● WHAT IS BEING ASKED: Please copy out the records that follow exactly as they stand.
++++ INFORMATION
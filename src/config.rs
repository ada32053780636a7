//! Dashboard defaults, optionally overridden by a JSON file.

use std::path::{Path, PathBuf};

use anyhow::{Context, Result};
use serde::Deserialize;

/// Environment variable naming the config file.
pub const CONFIG_ENV: &str = "MOVIE_DASHBOARD_CONFIG";
/// Config file picked up from the working directory when present.
pub const DEFAULT_CONFIG_FILE: &str = "movie-dashboard.json";

#[derive(Debug, Clone, PartialEq, Deserialize)]
#[serde(default)]
pub struct DashboardConfig {
    /// Table loaded at startup.
    pub data_path: PathBuf,
    /// Initial year range, clamped to the data.
    pub default_years: (i32, i32),
    /// Initially selected genres; labels absent from the data are ignored.
    pub default_genres: Vec<String>,
    /// Length of the top-rated ranking.
    pub top_n: usize,
    /// Minimum vote count for the rating distribution.
    pub min_votes: f64,
    pub rating_bins: usize,
    /// Budget and revenue must both exceed this for the scatter plot.
    pub scatter_min_amount: f64,
}

impl Default for DashboardConfig {
    fn default() -> Self {
        Self {
            data_path: PathBuf::from("movies_sample.csv"),
            default_years: (2000, 2010),
            default_genres: vec!["Action".to_string(), "Comedy".to_string()],
            top_n: 10,
            min_votes: 10.0,
            rating_bins: 20,
            scatter_min_amount: 1000.0,
        }
    }
}

impl DashboardConfig {
    /// Load from `$MOVIE_DASHBOARD_CONFIG`, else `./movie-dashboard.json`,
    /// else built-in defaults.
    ///
    /// # Errors
    /// Returns an error if a config file exists but cannot be read or parsed.
    pub fn load() -> Result<Self> {
        if let Ok(path) = std::env::var(CONFIG_ENV) {
            return Self::from_file(Path::new(&path));
        }
        let local = Path::new(DEFAULT_CONFIG_FILE);
        if local.exists() {
            return Self::from_file(local);
        }
        Ok(Self::default())
    }

    pub fn from_file(path: &Path) -> Result<Self> {
        let text = std::fs::read_to_string(path)
            .with_context(|| format!("reading config {}", path.display()))?;
        let config: Self = serde_json::from_str(&text)
            .with_context(|| format!("parsing config {}", path.display()))?;
        log::info!("Loaded config from {}", path.display());
        Ok(config)
    }

    /// The configured year range clamped into the bounds `(min, max)`.
    /// Either pair may be given in reverse order.
    pub fn initial_years(&self, min: i32, max: i32) -> (i32, i32) {
        let (a, b) = ordered(self.default_years);
        let (min, max) = ordered((min, max));
        (a.clamp(min, max), b.clamp(min, max))
    }
}

fn ordered((a, b): (i32, i32)) -> (i32, i32) {
    (a.min(b), a.max(b))
}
++++++++
● COMPLETED TASK:
filename src/config.rs
repository ada32053780636a7
//! Dashboard defaults, optionally overridden by a JSON file.

use std::path::{Path, PathBuf};

use anyhow::{Context, Result};
use serde::Deserialize;

/// Environment variable naming the config file.
pub const CONFIG_ENV: &str = "MOVIE_DASHBOARD_CONFIG";
/// Config file picked up from the working directory when present.
pub const DEFAULT_CONFIG_FILE: &str = "movie-dashboard.json";

#[derive(Debug, Clone, PartialEq, Deserialize)]
#[serde(default)]
pub struct DashboardConfig {
    /// Table loaded at startup.
    pub data_path: PathBuf,
    /// Initial year range, clamped to the data.
    pub default_years: (i32, i32),
    /// Initially selected genres; labels absent from the data are ignored.
    pub default_genres: Vec<String>,
    /// Length of the top-rated ranking.
    pub top_n: usize,
    /// Minimum vote count for the rating distribution.
    pub min_votes: f64,
    pub rating_bins: usize,
    /// Budget and revenue must both exceed this for the scatter plot.
    pub scatter_min_amount: f64,
}

impl Default for DashboardConfig {
    fn default() -> Self {
        Self {
            data_path: PathBuf::from("movies_sample.csv"),
            default_years: (2000, 2010),
            default_genres: vec!["Action".to_string(), "Comedy".to_string()],
            top_n: 10,
            min_votes: 10.0,
            rating_bins: 20,
            scatter_min_amount: 1000.0,
        }
    }
}

impl DashboardConfig {
    /// Load from `$MOVIE_DASHBOARD_CONFIG`, else `./movie-dashboard.json`,
    /// else built-in defaults.
    ///
    /// # Errors
    /// Returns an error if a config file exists but cannot be read or parsed.
    pub fn load() -> Result<Self> {
        if let Ok(path) = std::env::var(CONFIG_ENV) {
            return Self::from_file(Path::new(&path));
        }
        let local = Path::new(DEFAULT_CONFIG_FILE);
        if local.exists() {
            return Self::from_file(local);
        }
        Ok(Self::default())
    }

    pub fn from_file(path: &Path) -> Result<Self> {
        let text = std::fs::read_to_string(path)
            .with_context(|| format!("reading config {}", path.display()))?;
        let config: Self = serde_json::from_str(&text)
            .with_context(|| format!("parsing config {}", path.display()))?;
        log::info!("Loaded config from {}", path.display());
        Ok(config)
    }

    /// The configured year range clamped into the bounds `(min, max)`.
    /// Either pair may be given in reverse order.
    pub fn initial_years(&self, min: i32, max: i32) -> (i32, i32) {
        let (a, b) = ordered(self.default_years);
        let (min, max) = ordered((min, max));
        (a.clamp(min, max), b.clamp(min, max))
    }
}

fn ordered((a, b): (i32, i32)) -> (i32, i32) {
    (a.min(b), a.max(b))
}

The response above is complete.